Saved data entries
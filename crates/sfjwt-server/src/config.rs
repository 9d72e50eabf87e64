//! Server configuration.

use std::net::{IpAddr, SocketAddr};

use sfjwt_config::SfjwtConfig;
use sfjwt_oauth::{DEFAULT_AUDIENCE, DEFAULT_EXPIRATION_SECS, SigningAlgorithm};

use crate::error::{Result, ServerError};

/// Default max body size for REST requests (1 MB).
pub const DEFAULT_MAX_BODY_SIZE: usize = 1024 * 1024;

/// Server configuration.
#[derive(Debug, Clone)]
pub struct ServerConfig {
    /// Address to bind the server to.
    pub bind_address: SocketAddr,

    /// Enable rate limiting.
    pub rate_limiting: bool,

    /// Requests per minute, shared by all clients.
    pub api_rpm: u32,

    /// Enable request logging.
    pub request_logging: bool,

    /// CORS allowed origins (empty = no CORS, `*` = any).
    pub cors_origins: Vec<String>,

    /// Maximum REST request body size in bytes.
    pub max_body_size: usize,

    // ─────────────────────────────────────────────────────────────────────────
    // Flow defaults
    // ─────────────────────────────────────────────────────────────────────────
    /// Audience used when a signing or session exchange request leaves it blank.
    pub default_audience: String,

    /// Assertion lifetime used when a signing request omits it.
    pub default_expiration_secs: u64,

    /// Algorithms callers may request.
    pub allowed_algorithms: Vec<SigningAlgorithm>,
}

impl Default for ServerConfig {
    fn default() -> Self {
        Self {
            bind_address: SocketAddr::from(([127, 0, 0, 1], 8080)),
            rate_limiting: true,
            api_rpm: 120,
            request_logging: true,
            cors_origins: Vec::new(),
            max_body_size: DEFAULT_MAX_BODY_SIZE,
            default_audience: DEFAULT_AUDIENCE.to_string(),
            default_expiration_secs: DEFAULT_EXPIRATION_SECS,
            allowed_algorithms: vec![SigningAlgorithm::Rs256],
        }
    }
}

impl ServerConfig {
    pub fn new() -> Self {
        Self::default()
    }

    /// Build from the loaded file configuration.
    pub fn from_config(config: &SfjwtConfig) -> Result<Self> {
        let server = config.server();
        let salesforce = config.salesforce();
        let signing = config.signing();

        let ip: IpAddr = server.bind.parse().map_err(|e| {
            ServerError::Config(format!("invalid bind address '{}': {}", server.bind, e))
        })?;

        Ok(Self {
            bind_address: SocketAddr::new(ip, server.port),
            rate_limiting: server.rate_limiting,
            api_rpm: server.api_rpm,
            request_logging: server.request_logging,
            cors_origins: server.cors_origins,
            max_body_size: server.max_body_size,
            default_audience: salesforce.default_audience,
            default_expiration_secs: signing.default_expiration_secs,
            allowed_algorithms: signing.algorithms(),
        })
    }

    pub fn with_bind_address(mut self, addr: SocketAddr) -> Self {
        self.bind_address = addr;
        self
    }

    pub fn with_rate_limiting(mut self, enabled: bool) -> Self {
        self.rate_limiting = enabled;
        self
    }

    pub fn with_api_rpm(mut self, rpm: u32) -> Self {
        self.api_rpm = rpm;
        self
    }

    pub fn with_request_logging(mut self, enabled: bool) -> Self {
        self.request_logging = enabled;
        self
    }

    pub fn with_cors_origins(mut self, origins: Vec<String>) -> Self {
        self.cors_origins = origins;
        self
    }

    pub fn with_max_body_size(mut self, size: usize) -> Self {
        self.max_body_size = size;
        self
    }

    pub fn with_default_audience(mut self, audience: impl Into<String>) -> Self {
        self.default_audience = audience.into();
        self
    }

    pub fn with_allowed_algorithms(mut self, algorithms: Vec<SigningAlgorithm>) -> Self {
        self.allowed_algorithms = algorithms;
        self
    }

    /// Whether a caller may sign with `algorithm`.
    pub fn allows(&self, algorithm: SigningAlgorithm) -> bool {
        self.allowed_algorithms.contains(&algorithm)
    }
}

#[cfg(test)]
mod tests {
    use super::*;

    #[test]
    fn test_defaults() {
        let config = ServerConfig::default();
        assert_eq!(config.bind_address.to_string(), "127.0.0.1:8080");
        assert_eq!(config.default_audience, "https://login.salesforce.com");
        assert!(config.allows(SigningAlgorithm::Rs256));
        assert!(!config.allows(SigningAlgorithm::Rs512));
    }

    #[test]
    fn test_from_config() {
        let file = SfjwtConfig::from_toml(
            r#"
[server]
bind = "0.0.0.0"
port = 9000
rate_limiting = false

[salesforce]
default_audience = "https://test.salesforce.com"

[signing]
default_expiration_secs = 300
allowed_algorithms = ["RS256", "RS384"]
"#,
        )
        .unwrap();

        let config = ServerConfig::from_config(&file).unwrap();
        assert_eq!(config.bind_address.to_string(), "0.0.0.0:9000");
        assert!(!config.rate_limiting);
        assert_eq!(config.default_audience, "https://test.salesforce.com");
        assert_eq!(config.default_expiration_secs, 300);
        assert!(config.allows(SigningAlgorithm::Rs384));
    }

    #[test]
    fn test_from_config_rejects_bad_bind() {
        let file = SfjwtConfig::from_toml("[server]\nbind = \"localhost:80\"\n").unwrap();
        let err = ServerConfig::from_config(&file).unwrap_err();
        assert!(matches!(err, ServerError::Config(_)));
    }

    #[test]
    fn test_builder() {
        let config = ServerConfig::new()
            .with_bind_address("0.0.0.0:9100".parse().unwrap())
            .with_rate_limiting(false)
            .with_request_logging(false)
            .with_max_body_size(16)
            .with_allowed_algorithms(vec![SigningAlgorithm::Rs512]);

        assert_eq!(config.bind_address.port(), 9100);
        assert!(!config.rate_limiting);
        assert!(!config.request_logging);
        assert_eq!(config.max_body_size, 16);
        assert!(!config.allows(SigningAlgorithm::Rs256));
    }
}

◆ Work item:
The required output is a copy of each line in the records where the string "allows" occurs.

◆ Answer to the problem:
    pub fn allows(&self, algorithm: SigningAlgorithm) -> bool {
        assert!(config.allows(SigningAlgorithm::Rs256));
        assert!(!config.allows(SigningAlgorithm::Rs512));
        assert!(config.allows(SigningAlgorithm::Rs384));
        assert!(!config.allows(SigningAlgorithm::Rs256));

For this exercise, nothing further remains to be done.